[Saved data entries]
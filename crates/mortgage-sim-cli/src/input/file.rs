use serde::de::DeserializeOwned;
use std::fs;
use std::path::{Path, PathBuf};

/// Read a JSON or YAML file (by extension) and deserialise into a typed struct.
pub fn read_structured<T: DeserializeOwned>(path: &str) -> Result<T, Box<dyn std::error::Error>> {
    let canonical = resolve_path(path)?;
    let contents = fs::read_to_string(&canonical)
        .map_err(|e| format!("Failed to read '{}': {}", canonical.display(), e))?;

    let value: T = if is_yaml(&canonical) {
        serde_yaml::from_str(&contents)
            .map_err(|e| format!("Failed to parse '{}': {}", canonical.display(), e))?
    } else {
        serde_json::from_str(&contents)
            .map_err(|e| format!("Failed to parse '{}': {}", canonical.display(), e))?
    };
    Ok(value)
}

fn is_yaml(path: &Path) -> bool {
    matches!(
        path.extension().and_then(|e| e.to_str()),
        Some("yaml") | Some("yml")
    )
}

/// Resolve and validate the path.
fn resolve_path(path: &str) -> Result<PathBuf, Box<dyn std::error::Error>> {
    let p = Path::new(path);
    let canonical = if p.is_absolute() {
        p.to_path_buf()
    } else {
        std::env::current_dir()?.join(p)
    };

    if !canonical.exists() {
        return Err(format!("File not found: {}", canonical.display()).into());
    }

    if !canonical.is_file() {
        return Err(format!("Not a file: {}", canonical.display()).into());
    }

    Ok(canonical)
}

...

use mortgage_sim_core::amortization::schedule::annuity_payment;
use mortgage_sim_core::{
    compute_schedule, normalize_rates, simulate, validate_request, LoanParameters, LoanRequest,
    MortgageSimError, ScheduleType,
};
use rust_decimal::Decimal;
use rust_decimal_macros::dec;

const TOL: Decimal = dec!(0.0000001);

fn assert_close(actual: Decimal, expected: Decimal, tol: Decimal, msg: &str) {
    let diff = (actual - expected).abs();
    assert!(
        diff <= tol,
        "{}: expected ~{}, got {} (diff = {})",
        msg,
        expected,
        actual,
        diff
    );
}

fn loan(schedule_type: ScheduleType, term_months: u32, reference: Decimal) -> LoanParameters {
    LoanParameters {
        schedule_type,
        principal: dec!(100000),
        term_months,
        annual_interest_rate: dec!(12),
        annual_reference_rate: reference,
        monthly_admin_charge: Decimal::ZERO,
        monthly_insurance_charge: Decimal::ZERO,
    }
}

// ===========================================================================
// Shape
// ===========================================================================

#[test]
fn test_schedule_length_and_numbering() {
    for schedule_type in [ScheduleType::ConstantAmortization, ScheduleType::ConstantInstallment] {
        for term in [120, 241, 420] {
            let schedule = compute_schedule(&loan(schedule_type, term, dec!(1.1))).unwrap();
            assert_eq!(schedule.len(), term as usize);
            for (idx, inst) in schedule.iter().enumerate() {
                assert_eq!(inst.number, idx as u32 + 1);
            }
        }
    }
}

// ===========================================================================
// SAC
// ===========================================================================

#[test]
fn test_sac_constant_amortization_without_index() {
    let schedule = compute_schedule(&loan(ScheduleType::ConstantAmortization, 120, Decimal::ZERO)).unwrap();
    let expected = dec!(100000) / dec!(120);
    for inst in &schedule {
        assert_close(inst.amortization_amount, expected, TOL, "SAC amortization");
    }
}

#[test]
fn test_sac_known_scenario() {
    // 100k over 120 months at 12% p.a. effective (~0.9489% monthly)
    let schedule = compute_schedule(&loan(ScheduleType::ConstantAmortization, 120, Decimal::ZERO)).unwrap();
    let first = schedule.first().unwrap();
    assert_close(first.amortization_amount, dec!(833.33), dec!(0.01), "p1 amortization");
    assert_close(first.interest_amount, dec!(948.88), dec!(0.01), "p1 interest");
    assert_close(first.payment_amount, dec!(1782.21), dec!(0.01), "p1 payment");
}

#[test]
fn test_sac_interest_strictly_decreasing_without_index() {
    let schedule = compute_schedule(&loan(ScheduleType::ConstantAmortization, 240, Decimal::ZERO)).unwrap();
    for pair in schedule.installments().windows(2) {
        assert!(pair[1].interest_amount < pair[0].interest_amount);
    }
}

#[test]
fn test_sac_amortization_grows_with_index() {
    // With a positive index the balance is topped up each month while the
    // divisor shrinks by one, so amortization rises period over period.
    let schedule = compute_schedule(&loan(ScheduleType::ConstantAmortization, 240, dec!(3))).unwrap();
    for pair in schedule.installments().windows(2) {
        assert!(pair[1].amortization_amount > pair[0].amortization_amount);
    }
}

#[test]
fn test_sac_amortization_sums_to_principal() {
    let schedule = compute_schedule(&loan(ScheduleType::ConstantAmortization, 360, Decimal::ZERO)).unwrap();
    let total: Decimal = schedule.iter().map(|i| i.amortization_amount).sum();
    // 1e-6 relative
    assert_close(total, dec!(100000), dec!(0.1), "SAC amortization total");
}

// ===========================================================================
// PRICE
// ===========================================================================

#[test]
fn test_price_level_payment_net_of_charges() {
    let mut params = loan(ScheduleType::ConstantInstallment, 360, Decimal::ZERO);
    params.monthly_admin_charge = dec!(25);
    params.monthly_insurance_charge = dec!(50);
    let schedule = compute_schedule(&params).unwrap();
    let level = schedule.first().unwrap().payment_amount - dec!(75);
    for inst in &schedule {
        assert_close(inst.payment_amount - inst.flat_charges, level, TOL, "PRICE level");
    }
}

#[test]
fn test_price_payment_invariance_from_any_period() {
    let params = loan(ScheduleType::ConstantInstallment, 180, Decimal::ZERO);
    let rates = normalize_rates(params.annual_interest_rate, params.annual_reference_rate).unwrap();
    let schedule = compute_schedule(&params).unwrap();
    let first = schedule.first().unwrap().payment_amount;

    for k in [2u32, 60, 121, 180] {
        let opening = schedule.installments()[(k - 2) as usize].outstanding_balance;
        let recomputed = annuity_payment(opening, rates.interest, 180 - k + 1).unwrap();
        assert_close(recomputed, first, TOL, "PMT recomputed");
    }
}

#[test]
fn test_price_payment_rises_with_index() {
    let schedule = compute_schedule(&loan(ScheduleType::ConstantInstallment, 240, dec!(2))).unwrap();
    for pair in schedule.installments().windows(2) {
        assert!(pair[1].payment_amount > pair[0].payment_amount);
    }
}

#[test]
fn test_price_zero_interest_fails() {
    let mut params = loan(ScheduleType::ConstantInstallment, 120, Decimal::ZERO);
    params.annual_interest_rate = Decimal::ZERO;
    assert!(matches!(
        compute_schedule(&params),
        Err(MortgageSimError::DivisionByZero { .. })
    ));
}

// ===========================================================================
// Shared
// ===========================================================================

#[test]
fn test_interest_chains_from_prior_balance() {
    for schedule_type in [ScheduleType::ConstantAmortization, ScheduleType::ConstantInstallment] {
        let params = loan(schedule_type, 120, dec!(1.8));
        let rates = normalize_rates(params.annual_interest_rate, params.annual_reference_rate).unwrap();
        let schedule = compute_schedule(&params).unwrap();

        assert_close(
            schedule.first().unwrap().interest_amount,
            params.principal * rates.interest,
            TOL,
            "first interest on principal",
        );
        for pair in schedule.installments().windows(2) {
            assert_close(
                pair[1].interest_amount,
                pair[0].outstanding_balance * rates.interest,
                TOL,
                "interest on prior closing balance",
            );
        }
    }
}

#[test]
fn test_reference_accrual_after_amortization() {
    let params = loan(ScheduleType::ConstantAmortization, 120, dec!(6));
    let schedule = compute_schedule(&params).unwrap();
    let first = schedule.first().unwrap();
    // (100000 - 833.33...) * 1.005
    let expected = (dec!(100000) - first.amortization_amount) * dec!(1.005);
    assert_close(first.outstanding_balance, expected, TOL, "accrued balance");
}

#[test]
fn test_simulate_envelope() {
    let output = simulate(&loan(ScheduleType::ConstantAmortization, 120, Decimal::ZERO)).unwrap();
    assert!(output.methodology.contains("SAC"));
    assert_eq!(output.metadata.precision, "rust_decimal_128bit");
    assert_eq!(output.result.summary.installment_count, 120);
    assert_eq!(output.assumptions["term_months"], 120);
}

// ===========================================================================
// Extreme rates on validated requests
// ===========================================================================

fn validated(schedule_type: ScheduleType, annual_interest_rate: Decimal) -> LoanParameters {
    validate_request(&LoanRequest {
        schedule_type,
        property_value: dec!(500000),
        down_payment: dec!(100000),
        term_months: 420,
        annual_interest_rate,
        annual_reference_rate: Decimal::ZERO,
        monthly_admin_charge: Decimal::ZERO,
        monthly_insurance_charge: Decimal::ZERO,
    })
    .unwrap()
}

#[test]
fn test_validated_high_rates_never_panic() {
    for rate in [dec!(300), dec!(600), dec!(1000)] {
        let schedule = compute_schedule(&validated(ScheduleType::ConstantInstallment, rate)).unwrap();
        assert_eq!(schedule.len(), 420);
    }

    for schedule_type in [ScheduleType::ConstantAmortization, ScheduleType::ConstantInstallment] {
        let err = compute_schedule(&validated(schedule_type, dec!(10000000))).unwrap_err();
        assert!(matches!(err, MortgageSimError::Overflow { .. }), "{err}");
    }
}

▶ What the task asks
In the records above, which lines hold the string "contents"? Copy each one.

▶ Solved exercise
    let contents = fs::read_to_string(&canonical)
        serde_yaml::from_str(&contents)
        serde_json::from_str(&contents)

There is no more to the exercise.